From the listing, collect all lines containing the word "zeroed".

::::::::::

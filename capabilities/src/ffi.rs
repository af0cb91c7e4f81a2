//! C image of a capability table.
//!
//! Layout matches the plugin-facing header:
//!
//! ```c
//! typedef struct capability {
//!     char name[256];
//!     void* function;
//! } Capability;
//!
//! typedef struct capabilities_ {
//!     Capability capability[20];
//!     int n_capabilities;
//! } Capabilities;
//! ```
//!
//! Plugins receive a `*const RawCapabilities` and read it in place. Going
//! back from the C image re-validates every live slot.

use std::ffi::{c_char, c_int, c_void};

use crate::capability::Capability;
use crate::error::{CapabilityError, CapabilityResult};
use crate::function::RawFunction;
use crate::name::CapabilityName;
use crate::table::Capabilities;
use crate::{CAPABILITY_FUNCTION_NAME_LEN, CAPABILITY_NUMBER_OF_CAPABILITIES};

#[repr(C)]
#[derive(Debug, Clone, Copy)]
pub struct RawCapability {
    pub name: [c_char; CAPABILITY_FUNCTION_NAME_LEN],
    pub function: *mut c_void,
}

#[repr(C)]
#[derive(Debug, Clone, Copy)]
pub struct RawCapabilities {
    pub capability: [RawCapability; CAPABILITY_NUMBER_OF_CAPABILITIES],
    pub n_capabilities: c_int,
}

impl RawCapability {
    pub const fn zeroed() -> Self {
        Self {
            name: [0; CAPABILITY_FUNCTION_NAME_LEN],
            function: std::ptr::null_mut(),
        }
    }

    fn name_bytes(&self) -> [u8; CAPABILITY_FUNCTION_NAME_LEN] {
        self.name.map(|c| c as u8)
    }
}

impl Default for RawCapability {
    fn default() -> Self {
        Self::zeroed()
    }
}

impl RawCapabilities {
    pub const fn zeroed() -> Self {
        const EMPTY: RawCapability = RawCapability::zeroed();
        Self {
            capability: [EMPTY; CAPABILITY_NUMBER_OF_CAPABILITIES],
            n_capabilities: 0,
        }
    }

    /// Live slots according to `n_capabilities`, or `None` when the count
    /// is out of range.
    pub fn live(&self) -> Option<&[RawCapability]> {
        let n = usize::try_from(self.n_capabilities).ok()?;
        self.capability.get(..n)
    }
}

impl Default for RawCapabilities {
    fn default() -> Self {
        Self::zeroed()
    }
}

impl From<&Capability> for RawCapability {
    fn from(cap: &Capability) -> Self {
        Self {
            name: cap.capability_name().as_buffer().map(|b| b as c_char),
            function: cap
                .function()
                .map_or(std::ptr::null_mut(), RawFunction::as_ptr),
        }
    }
}

impl TryFrom<&RawCapability> for Capability {
    type Error = CapabilityError;

    fn try_from(raw: &RawCapability) -> CapabilityResult<Self> {
        let name = CapabilityName::from_nul_terminated(&raw.name_bytes())?;
        Ok(Capability::from_parts(name, RawFunction::from_ptr(raw.function)))
    }
}

impl Capabilities {
    /// C image of the table. Unused slots are zeroed.
    pub fn to_raw(&self) -> RawCapabilities {
        let mut raw = RawCapabilities::zeroed();
        for (dst, src) in raw.capability.iter_mut().zip(self.slots()) {
            *dst = RawCapability::from(src);
        }
        // Never above 20, so the cast is lossless.
        raw.n_capabilities = self.len() as c_int;
        raw
    }

    /// Decode a C image. Only slots below `n_capabilities` are read.
    pub fn from_raw(raw: &RawCapabilities) -> CapabilityResult<Self> {
        let live = raw.live().ok_or(CapabilityError::InvalidCount {
            count: i64::from(raw.n_capabilities),
            max: CAPABILITY_NUMBER_OF_CAPABILITIES,
        })?;

        let mut table = Capabilities::new();
        for (slot, entry) in live.iter().enumerate() {
            let cap = Capability::try_from(entry).map_err(|e| e.in_slot(slot))?;
            table.push(cap)?;
        }
        log::debug!("Decoded {} capabilities from C image", table.len());
        Ok(table)
    }
}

::::::::::

• ANSWER TO THIS TASK
    pub const fn zeroed() -> Self {
        Self::zeroed()
    pub const fn zeroed() -> Self {
        const EMPTY: RawCapability = RawCapability::zeroed();
        Self::zeroed()
    /// C image of the table. Unused slots are zeroed.
        let mut raw = RawCapabilities::zeroed();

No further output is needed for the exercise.